Tras zamparse el helado a una velocidad de vértigo, Gregorio pidió a su padre permiso para irse a la cama, pero éste le recordó que aún faltaba lo más importante, que era el examen del violín. El muchacho fue a por él y cuando se lo puso a Elena entre las manos, la chica no pudo reprimir una carcajada.

– ¡Siniestro total! -sentenció divertida-. ¿Qué le ha pasado a este violín? ¿Chocó frontalmente contra un contrabajo? Ni se os ocurra pensar en repararlo, no tendría sentido, sobre todo con un violín tan barato. Yo misma acompañaré a Gregorio, si él quiere, a comprar un violín nuevo.
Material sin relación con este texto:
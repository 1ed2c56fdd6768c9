//! Bar-chart feeder.

use serde::Serialize;

use crate::aggregate::{group_totals, GroupTotal};
use crate::types::{Dimension, VacancyTable};

/// Base chart height in pixels for up to [`BASELINE_ITEMS`] bars.
pub const BASE_HEIGHT: u32 = 500;
/// Extra height per bar beyond the baseline.
pub const HEIGHT_STEP: u32 = 15;
/// Number of bars the base height accommodates.
pub const BASELINE_ITEMS: usize = 10;

/// Chart-ready bar data for one grouping dimension.
#[derive(Debug, Clone, PartialEq, Eq, Serialize)]
pub struct BarChart {
    /// The dimension the bars group on.
    pub dimension: Dimension,
    /// `(label, value)` pairs, descending by value.
    pub bars: Vec<GroupTotal>,
    /// Height the renderer should honor to keep labels readable:
    /// `BASE_HEIGHT + max(0, bars − BASELINE_ITEMS) × HEIGHT_STEP`.
    pub height_hint: u32,
}

/// Build bar data for `dimension` over the filtered subset.
pub fn bar_chart(table: &VacancyTable, dimension: Dimension) -> BarChart {
    let bars = group_totals(table, dimension);
    let extra = bars.len().saturating_sub(BASELINE_ITEMS) as u32;
    BarChart {
        dimension,
        bars,
        height_hint: BASE_HEIGHT + extra * HEIGHT_STEP,
    }
}
use thiserror::Error;

/// Convenience result type for loading and export operations.
pub type LoadResult<T> = Result<T, LoadError>;

/// Error type returned when reading, validating, or exporting a dataset.
///
/// All variants are input-facing: they are caught at the load boundary and turned
/// into user-visible messages plus a fallback to the synthetic dataset. Nothing in
/// the aggregation/view pipeline produces one.
#[derive(Debug, Error)]
pub enum LoadError {
    /// Underlying I/O error (e.g. file not found, permission denied).
    #[error("io error: {0}")]
    Io(#[from] std::io::Error),

    /// CSV parse error.
    #[error("csv error: {0}")]
    Csv(#[from] csv::Error),

    #[cfg(feature = "excel")]
    /// Spreadsheet parse error (feature-gated behind `excel`).
    #[error("spreadsheet error: {0}")]
    Excel(#[from] calamine::Error),

    #[cfg(feature = "excel")]
    /// Workbook structure problem (no sheets, header mismatch across tabs).
    #[error("workbook error: {message}")]
    Workbook { message: String },

    /// The input format could not be determined or is not supported.
    #[error("unsupported input: {message}")]
    UnknownFormat { message: String },

    /// The parsed table failed schema/constraint validation.
    #[error("invalid dataset: {0}")]
    Validation(#[from] ValidationError),
}

/// Why an imported table was rejected by the validator.
///
/// The `Display` string is the user-facing reason; it names the offending column
/// and, where applicable, the 1-based data row.
#[derive(Debug, Clone, PartialEq, Eq, Error)]
pub enum ValidationError {
    /// A required column is absent from the header row.
    #[error("missing required column '{column}'. found columns: {found:?}")]
    MissingColumn {
        /// The absent column name.
        column: String,
        /// The headers that were actually present.
        found: Vec<String>,
    },

    /// The table has a header but no data rows.
    #[error("the table has no data rows")]
    Empty,

    /// A vacancy-count cell is not a whole number.
    #[error("column '{column}' must contain only whole numbers (row {row})")]
    NonNumeric {
        /// The offending column name.
        column: String,
        /// 1-based data row of the first offending cell.
        row: usize,
    },

    /// A vacancy-count cell is negative.
    #[error("column '{column}' cannot contain negative values (row {row})")]
    Negative {
        /// The offending column name.
        column: String,
        /// 1-based data row of the first offending cell.
        row: usize,
    },
}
Los checos están haciendo ahora maravillas por la mitad de precio que el resto de los fabricantes.

– Tienes un hijo muy listo -comentó la trombonista una vez que Gregorio se hubo retirado con los restos del violín.

– Sí, a veces creo que demasiado -afirmó el policía-. ¿Te puedo hacer una pregunta personal? -dijo volviendo al tema que tanto le obsesionaba-. ¿Alguna vez ha habido algo entre tú y Georgy?

Elena pareció divertirse con la pregunta.

– ¡No, y nunca le he conocido ninguna novia! Él siempre suele decir que tener que divertirse es muy, muy aburrido. Aunque yo sospecho que trabaja tanto para poder dejar de trabajar algún día, porque él sabe que el ritmo de vida que lleva está minando su salud. El otro día le tuve que acompañar al cardiólogo. Le están haciendo pruebas.